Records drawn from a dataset
-=-=-
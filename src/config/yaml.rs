//! YAML configuration parsing.
//!
//! Parses scheduler settings and job definitions from `cadence.yaml`.

use serde::{Deserialize, Serialize};
use std::collections::{BTreeMap, HashSet};
use std::net::SocketAddr;
use std::path::{Path, PathBuf};
use std::time::Duration;

use super::error::ConfigError;
use crate::core::task::TaskArgs;
use crate::core::trigger::{Trigger, TriggerError};
use crate::notify::{DEFAULT_PENDING_CAPACITY, DEFAULT_QUEUE_CAPACITY};

/// Largest accepted `stop_grace_secs` and `shutdown_timeout_secs` (one day).
pub const MAX_WAIT_SECS: u64 = 24 * 60 * 60;

/// Top-level configuration (cadence.yaml).
#[derive(Debug, Clone, Serialize, Deserialize)]
#[serde(default)]
pub struct Settings {
    /// Seconds between trigger loop ticks.
    pub tick_interval_secs: u64,
    /// Number of scheduled jobs that may run at once.
    pub worker_pool_size: usize,
    /// Timeout for jobs that do not set their own.
    pub default_timeout_secs: u64,
    /// How long a manual stop waits before giving up.
    pub stop_grace_secs: u64,
    /// Upper bound on the whole shutdown sequence.
    pub shutdown_timeout_secs: u64,
    /// Period of the status monitor.
    pub monitor_interval_secs: u64,
    pub notifications: NotificationsConfig,
    pub api: ApiSettings,
    pub jobs: Vec<JobConfig>,
}

impl Default for Settings {
    fn default() -> Self {
        Self {
            tick_interval_secs: 1,
            worker_pool_size: 5,
            default_timeout_secs: 300,
            stop_grace_secs: 30,
            shutdown_timeout_secs: 60,
            monitor_interval_secs: 60,
            notifications: NotificationsConfig::default(),
            api: ApiSettings::default(),
            jobs: Vec::new(),
        }
    }
}

impl Settings {
    pub fn tick_interval(&self) -> Duration {
        Duration::from_secs(self.tick_interval_secs)
    }

    pub fn default_timeout(&self) -> Duration {
        Duration::from_secs(self.default_timeout_secs)
    }

    pub fn stop_grace(&self) -> Duration {
        Duration::from_secs(self.stop_grace_secs)
    }

    pub fn shutdown_timeout(&self) -> Duration {
        Duration::from_secs(self.shutdown_timeout_secs)
    }

    pub fn monitor_interval(&self) -> Duration {
        Duration::from_secs(self.monitor_interval_secs)
    }

    /// Look up a job definition by id.
    pub fn job(&self, id: &str) -> Option<&JobConfig> {
        self.jobs.iter().find(|job| job.id == id)
    }
}

/// Notification bridge capacities.
#[derive(Debug, Clone, Serialize, Deserialize)]
#[serde(default)]
pub struct NotificationsConfig {
    /// Bounded queue between producers and the delivery task.
    pub queue_capacity: usize,
    /// Messages kept while no transport is attached.
    pub pending_capacity: usize,
}

impl Default for NotificationsConfig {
    fn default() -> Self {
        Self {
            queue_capacity: DEFAULT_QUEUE_CAPACITY,
            pending_capacity: DEFAULT_PENDING_CAPACITY,
        }
    }
}

/// HTTP API listener settings.
#[derive(Debug, Clone, Serialize, Deserialize)]
#[serde(default)]
pub struct ApiSettings {
    pub host: String,
    pub port: u16,
    pub enabled: bool,
}

impl Default for ApiSettings {
    fn default() -> Self {
        Self {
            host: "127.0.0.1".to_string(),
            port: 8565,
            enabled: true,
        }
    }
}

impl ApiSettings {
    /// Address the API binds to.
    pub fn socket_addr(&self) -> Result<SocketAddr, ConfigError> {
        format!("{}:{}", self.host, self.port)
            .parse()
            .map_err(|e| {
                ConfigError::InvalidConfig(format!(
                    "invalid api address '{}:{}': {}",
                    self.host, self.port, e
                ))
            })
    }
}

/// One job definition.
#[derive(Debug, Clone, Serialize, Deserialize)]
pub struct JobConfig {
    pub id: String,
    pub schedule: ScheduleConfig,
    /// Per-run timeout; falls back to `default_timeout_secs`.
    #[serde(default)]
    pub timeout_secs: Option<u64>,
    #[serde(default = "default_true")]
    pub enabled: bool,
    #[serde(default)]
    pub description: Option<String>,
    pub command: CommandConfig,
    /// Fixed arguments, also substituted into `{key}` placeholders.
    #[serde(default)]
    pub args: TaskArgs,
}

fn default_true() -> bool {
    true
}

/// Schedule configuration.
#[derive(Debug, Clone, Serialize, Deserialize)]
#[serde(untagged)]
pub enum ScheduleConfig {
    /// Simple expression string, evaluated in UTC.
    Simple(String),
    /// Detailed schedule with timezone.
    Detailed {
        /// Cron expression or shortcut.
        cron: String,
        /// Timezone name.
        #[serde(default)]
        timezone: Option<String>,
    },
}

impl ScheduleConfig {
    /// Get the expression.
    pub fn cron(&self) -> &str {
        match self {
            ScheduleConfig::Simple(cron) => cron,
            ScheduleConfig::Detailed { cron, .. } => cron,
        }
    }

    /// Get the timezone if specified.
    pub fn timezone(&self) -> Option<&str> {
        match self {
            ScheduleConfig::Simple(_) => None,
            ScheduleConfig::Detailed { timezone, .. } => timezone.as_deref(),
        }
    }

    /// Parse into a trigger.
    pub fn trigger(&self) -> Result<Trigger, TriggerError> {
        match self.timezone() {
            Some(tz) => Trigger::with_timezone(self.cron(), tz),
            None => Trigger::parse(self.cron()),
        }
    }
}

/// External command run by a job.
#[derive(Debug, Clone, Serialize, Deserialize)]
pub struct CommandConfig {
    pub program: String,
    #[serde(default)]
    pub args: Vec<String>,
    #[serde(default)]
    pub working_dir: Option<PathBuf>,
    #[serde(default)]
    pub env: BTreeMap<String, String>,
}

/// YAML configuration loader.
pub struct YamlLoader;

impl YamlLoader {
    /// Load and validate settings from a file.
    pub fn load_settings(path: impl AsRef<Path>) -> Result<Settings, ConfigError> {
        let path = path.as_ref();
        let content =
            std::fs::read_to_string(path).map_err(|source| ConfigError::FileReadError {
                path: path.to_path_buf(),
                source,
            })?;
        let settings: Settings =
            serde_yaml::from_str(&content).map_err(|source| ConfigError::YamlFileError {
                path: path.to_path_buf(),
                source,
            })?;
        Self::validate_settings(&settings)?;
        Ok(settings)
    }

    /// Parse and validate settings from a YAML string.
    pub fn parse_settings(yaml: &str) -> Result<Settings, ConfigError> {
        let settings: Settings = serde_yaml::from_str(yaml)?;
        Self::validate_settings(&settings)?;
        Ok(settings)
    }

    /// Validate settings and every job definition.
    pub fn validate_settings(settings: &Settings) -> Result<(), ConfigError> {
        if settings.tick_interval_secs == 0 {
            return Err(ConfigError::InvalidConfig(
                "tick_interval_secs cannot be zero".into(),
            ));
        }
        if settings.worker_pool_size == 0 {
            return Err(ConfigError::InvalidConfig(
                "worker_pool_size cannot be zero".into(),
            ));
        }
        if settings.default_timeout_secs == 0 {
            return Err(ConfigError::InvalidConfig(
                "default_timeout_secs cannot be zero".into(),
            ));
        }
        for (field, secs) in [
            ("stop_grace_secs", settings.stop_grace_secs),
            ("shutdown_timeout_secs", settings.shutdown_timeout_secs),
        ] {
            if secs > MAX_WAIT_SECS {
                return Err(ConfigError::InvalidConfig(format!(
                    "{field} cannot exceed {MAX_WAIT_SECS}"
                )));
            }
        }
        if settings.notifications.queue_capacity == 0 {
            return Err(ConfigError::InvalidConfig(
                "notifications.queue_capacity cannot be zero".into(),
            ));
        }
        if settings.api.enabled {
            settings.api.socket_addr()?;
        }

        let mut ids = HashSet::new();
        for job in &settings.jobs {
            Self::validate_job_config(job)?;
            if !ids.insert(job.id.as_str()) {
                return Err(ConfigError::InvalidConfig(format!(
                    "duplicate job id: {}",
                    job.id
                )));
            }
        }
        Ok(())
    }

    /// Validate a job configuration.
    fn validate_job_config(config: &JobConfig) -> Result<(), ConfigError> {
        if config.id.trim().is_empty() {
            return Err(ConfigError::MissingField("id".into()));
        }
        if config.command.program.trim().is_empty() {
            return Err(ConfigError::MissingField(format!(
                "jobs.{}.command.program",
                config.id
            )));
        }
        if config.timeout_secs == Some(0) {
            return Err(ConfigError::InvalidConfig(format!(
                "job '{}': timeout_secs cannot be zero",
                config.id
            )));
        }
        config.schedule.trigger().map_err(|e| {
            ConfigError::InvalidConfig(format!("job '{}': invalid schedule: {}", config.id, e))
        })?;
        Ok(())
    }
}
-=-=-
List each line of the records that holds the string "CommandConfig".

    pub command: CommandConfig,
pub struct CommandConfig {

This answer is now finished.